Corneal epithelial cells and corneal stromal cells cultured on the HAMA, pDCSM-G, C3H1 hydrogels, and TCP. (A) Live/Dead staining of corneal epithelial cells cultured on 1% HAMA, 3% pDCSM-G, C3H1 hydrogel, and TCP for 1, 4, and 7 days, respectively. Scale bars = 200 μm. (B) Quantification of the corneal epithelial cells viability on hydrogels and TCP characterized by Live/Dead assay. (C) CCK-8 assay of the cultured corneal epithelial cells after 1, 4, and 7 days. (D) Live/Dead staining of corneal stromal cells cultured on 1% HAMA, 3% pDCSM-G, C3H1 hydrogel, and TCP for 1, 4, and 7 days.

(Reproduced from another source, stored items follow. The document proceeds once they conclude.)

//! Recognition of transforms that only acknowledge this device's own submissions.

use sd_sync::{DeviceId, Oid, Soid, StoreId, Transform, TransformType};

use tracing::{debug, trace};

use super::{db::Tx, link::RemoteLink, local_changes, Error};

pub trait SubmissionCorrelator: Send + Sync {
	/// Returns `true` when `transform` is the acknowledgment of a local change.
	///
	/// Any bookkeeping of the matched local change happens here; the caller
	/// then only records the transform as seen.
	fn try_match_submitted_change(
		&self,
		tx: &mut Tx,
		store: StoreId,
		transform: &Transform,
		link: Option<&RemoteLink>,
	) -> Result<bool, Error>;
}

/// Matches transforms originated by this device against its outstanding local changes.
#[derive(Debug, Clone, Copy)]
pub struct LocalEchoDetector {
	device: DeviceId,
}

impl LocalEchoDetector {
	#[must_use]
	pub const fn new(device: DeviceId) -> Self {
		Self { device }
	}
}

impl SubmissionCorrelator for LocalEchoDetector {
	fn try_match_submitted_change(
		&self,
		tx: &mut Tx,
		store: StoreId,
		transform: &Transform,
		link: Option<&RemoteLink>,
	) -> Result<bool, Error> {
		if transform.originator != self.device {
			return Ok(false);
		}

		let Some(child) = transform.child else {
			return Ok(false);
		};

		let (parent, name) = match transform.transform_type {
			TransformType::InsertChild | TransformType::RenameChild => {
				(transform.oid, transform.child_name.as_deref())
			}
			TransformType::RemoveChild => (Oid::TRASH, None),
			TransformType::UpdateContent | TransformType::Unknown => return Ok(false),
		};

		let pending = local_changes::changes_for(tx, Soid::new(store, child))?;

		let Some(matched) = pending.iter().position(|change| {
			change.new_parent == parent && name.map_or(true, |name| change.new_name == name)
		}) else {
			trace!(%child, ?link, pending = pending.len(), "Own transform matches no outstanding change;");
			return Ok(false);
		};

		// Earlier changes of the same object were superseded by the matched one
		for change in &pending[..=matched] {
			local_changes::remove_change(tx, store, change.idx)?;
		}

		debug!(
			%child,
			consumed = matched + 1,
			ts = transform.logical_timestamp,
			"Acknowledged local change;"
		);

		Ok(true)
	}
}

#[cfg(test)]
mod tests {
	use sd_sync::ObjectType;

	use crate::db::Scratch;

	use super::*;

	#[test]
	fn consumes_matched_and_older_changes() {
		let mut tx = Scratch::new();
		let store = StoreId::new_v4();
		let device = DeviceId::new_v4();
		let detector = LocalEchoDetector::new(device);
		let folder = Oid::new_v4();

		local_changes::insert_change(&mut tx, store, folder, Oid::ROOT, "Draft").unwrap();
		local_changes::insert_change(&mut tx, store, folder, Oid::ROOT, "Notes").unwrap();
		local_changes::insert_change(&mut tx, store, folder, Oid::TRASH, &folder.to_string()).unwrap();

		let insert = Transform::insert_child(Oid::ROOT, folder, "Notes", ObjectType::Folder, 1, 1, device);

		assert!(detector
			.try_match_submitted_change(&mut tx, store, &insert, None)
			.unwrap());

		let remaining = local_changes::changes_for(&tx, Soid::new(store, folder)).unwrap();
		assert_eq!(remaining.len(), 1);
		assert_eq!(remaining[0].new_parent, Oid::TRASH);

		let remove = Transform::remove_child(Oid::ROOT, folder, 2, 2, device);
		assert!(detector
			.try_match_submitted_change(&mut tx, store, &remove, None)
			.unwrap());
		assert!(!local_changes::has_outstanding_changes(&tx, store).unwrap());
	}

	#[test]
	fn ignores_other_devices_and_unmatched_positions() {
		let mut tx = Scratch::new();
		let store = StoreId::new_v4();
		let device = DeviceId::new_v4();
		let detector = LocalEchoDetector::new(device);
		let file = Oid::new_v4();

		local_changes::insert_change(&mut tx, store, file, Oid::ROOT, "a.txt").unwrap();

		let foreign = Transform::insert_child(Oid::ROOT, file, "a.txt", ObjectType::File, 1, 1, DeviceId::new_v4());
		let elsewhere = Transform::insert_child(Oid::ROOT, file, "b.txt", ObjectType::File, 1, 1, device);

		assert!(!detector
			.try_match_submitted_change(&mut tx, store, &foreign, None)
			.unwrap());
		assert!(!detector
			.try_match_submitted_change(&mut tx, store, &elsewhere, None)
			.unwrap());
		assert!(local_changes::has_outstanding_changes(&tx, store).unwrap());
	}
}
//! In-memory collaborators that record what the engine asked of them.

use sd_sync::{Branch, Soid, Sokid};

use std::sync::{
	atomic::{AtomicBool, Ordering},
	Arc, Mutex, PoisonError,
};

use super::{
	apply::Materializer,
	namespace::ResolvedPath,
	physical::{ContentScheduler, ExpulsionListener, PhysicalStorage, StorageError},
};

#[derive(Clone, PartialEq, Eq, Debug)]
pub enum StorageOp {
	CreateFolder(String),
	Move { from: String, to: String },
	DeleteFile { path: String, branch: Branch },
	DeleteFolder(String),
	UpdateIdentity { path: String, soid: Soid },
	DeletePrefix(Sokid),
}

#[derive(Default, Debug)]
pub struct MemoryStorage {
	ops: Mutex<Vec<StorageOp>>,
	fail_next: AtomicBool,
}

impl MemoryStorage {
	pub fn ops(&self) -> Vec<StorageOp> {
		self.ops
			.lock()
			.unwrap_or_else(PoisonError::into_inner)
			.clone()
	}

	/// Makes the next storage operation fail.
	pub fn fail_next(&self) {
		self.fail_next.store(true, Ordering::SeqCst);
	}

	fn record(&self, op: StorageOp) -> Result<(), StorageError> {
		if self.fail_next.swap(false, Ordering::SeqCst) {
			return Err(StorageError::Other(format!("injected failure on {op:?}")));
		}

		self.ops
			.lock()
			.unwrap_or_else(PoisonError::into_inner)
			.push(op);

		Ok(())
	}
}

impl PhysicalStorage for MemoryStorage {
	fn create_folder(&self, path: &ResolvedPath) -> Result<(), StorageError> {
		self.record(StorageOp::CreateFolder(path.to_string()))
	}

	fn move_object(&self, from: &ResolvedPath, to: &ResolvedPath) -> Result<(), StorageError> {
		self.record(StorageOp::Move {
			from: from.to_string(),
			to: to.to_string(),
		})
	}

	fn delete_file(&self, path: &ResolvedPath, branch: Branch) -> Result<(), StorageError> {
		self.record(StorageOp::DeleteFile {
			path: path.to_string(),
			branch,
		})
	}

	fn delete_folder(&self, path: &ResolvedPath) -> Result<(), StorageError> {
		self.record(StorageOp::DeleteFolder(path.to_string()))
	}

	fn update_identity(&self, path: &ResolvedPath, soid: Soid) -> Result<(), StorageError> {
		self.record(StorageOp::UpdateIdentity {
			path: path.to_string(),
			soid,
		})
	}

	fn delete_prefix(&self, sokid: Sokid) -> Result<(), StorageError> {
		self.record(StorageOp::DeletePrefix(sokid))
	}
}

#[derive(Default, Debug)]
pub struct RecordingContentScheduler {
	scheduled: Mutex<Vec<Soid>>,
}

impl RecordingContentScheduler {
	pub fn scheduled(&self) -> Vec<Soid> {
		self.scheduled
			.lock()
			.unwrap_or_else(PoisonError::into_inner)
			.clone()
	}
}

impl ContentScheduler for RecordingContentScheduler {
	fn schedule(&self, soid: Soid) {
		self.scheduled
			.lock()
			.unwrap_or_else(PoisonError::into_inner)
			.push(soid);
	}
}

#[derive(Default, Debug)]
pub struct RecordingExpulsionListener {
	moves: Mutex<Vec<(String, Soid)>>,
}

impl RecordingExpulsionListener {
	pub fn moves(&self) -> Vec<(String, Soid)> {
		self.moves
			.lock()
			.unwrap_or_else(PoisonError::into_inner)
			.clone()
	}
}

impl ExpulsionListener for RecordingExpulsionListener {
	fn object_moved(&self, old_path: &ResolvedPath, soid: Soid) {
		self.moves
			.lock()
			.unwrap_or_else(PoisonError::into_inner)
			.push((old_path.to_string(), soid));
	}
}

/// One recorder per collaborator, shared with the [`Materializer`] built from them.
#[derive(Default, Clone, Debug)]
pub struct Recorders {
	pub storage: Arc<MemoryStorage>,
	pub content: Arc<RecordingContentScheduler>,
	pub expulsion: Arc<RecordingExpulsionListener>,
}

impl Recorders {
	#[must_use]
	pub fn materializer(&self) -> Materializer {
		Materializer::new(
			self.storage.clone(),
			self.content.clone(),
			self.expulsion.clone(),
		)
	}
}
//! Version counters and the remote content known for each file.
//!
//! Metadata versions are kept per parent (the `oid` of child transforms),
//! content versions per file. Both only ever grow.

use sd_sync::{ContentHash, DeviceId, Soid, Version};

use serde::{Deserialize, Serialize};

use super::db::{self, key, Table, Tx, CONTENT_VERSIONS, REMOTE_CONTENTS, VERSIONS};

/// Content announced by the sequencer for a file, fetchable by the content subsystem.
#[derive(Serialize, Deserialize, Clone, PartialEq, Eq, Debug)]
pub struct RemoteContent {
	pub version: Version,
	pub hash: ContentHash,
	pub size: u64,
	pub originator: DeviceId,
}

fn raise(tx: &mut Tx, table: Table, soid: Soid, new_version: Version) -> Result<(), db::Error> {
	let version = tx.get::<Version>(table, &key::soid(soid))?.unwrap_or_default();
	tx.insert(table, &key::soid(soid), &version.max(new_version))
}

pub fn get(tx: &Tx, parent: Soid) -> Result<Option<Version>, db::Error> {
	tx.get(VERSIONS, &key::soid(parent))
}

/// Whether a metadata transform at `new_version` is already reflected under `parent`.
pub fn is_stale(tx: &Tx, parent: Soid, new_version: Version) -> Result<bool, db::Error> {
	Ok(get(tx, parent)?.is_some_and(|version| version >= new_version))
}

pub fn set(tx: &mut Tx, parent: Soid, new_version: Version) -> Result<(), db::Error> {
	raise(tx, VERSIONS, parent, new_version)
}

pub fn get_content(tx: &Tx, soid: Soid) -> Result<Option<Version>, db::Error> {
	tx.get(CONTENT_VERSIONS, &key::soid(soid))
}

pub fn is_content_stale(tx: &Tx, soid: Soid, new_version: Version) -> Result<bool, db::Error> {
	Ok(get_content(tx, soid)?.is_some_and(|version| version >= new_version))
}

pub fn set_content(tx: &mut Tx, soid: Soid, new_version: Version) -> Result<(), db::Error> {
	raise(tx, CONTENT_VERSIONS, soid, new_version)
}

pub fn remote_content(tx: &Tx, soid: Soid) -> Result<Option<RemoteContent>, db::Error> {
	tx.get(REMOTE_CONTENTS, &key::soid(soid))
}

pub fn set_remote_content(
	tx: &mut Tx,
	soid: Soid,
	content: &RemoteContent,
) -> Result<(), db::Error> {
	tx.insert(REMOTE_CONTENTS, &key::soid(soid), content)
}

pub fn remove_remote_content(tx: &mut Tx, soid: Soid) -> Result<Option<RemoteContent>, db::Error> {
	tx.remove(REMOTE_CONTENTS, &key::soid(soid))
}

Scale bars = 200 μm. (E) Quantification of the corneal stromal cells viability on hydrogels and TCP characterized by Live/Dead assay. (F) CCK-8 assay of the cultured corneal stroma cells after 1, 4, and 7 days. (G) qRT-PCR analysis of the relative mRNA expression levels of Collagen 1A1, Collagen 3A1, ACTA2, TGF-β1, lumican, and keratocan in the rabbit corneal stromal cells after culturing on the C3H1 hydrogel and TCP for four days. (*P＜0.05, **P＜0.01, ***P＜0.001, ****P＜0.0001).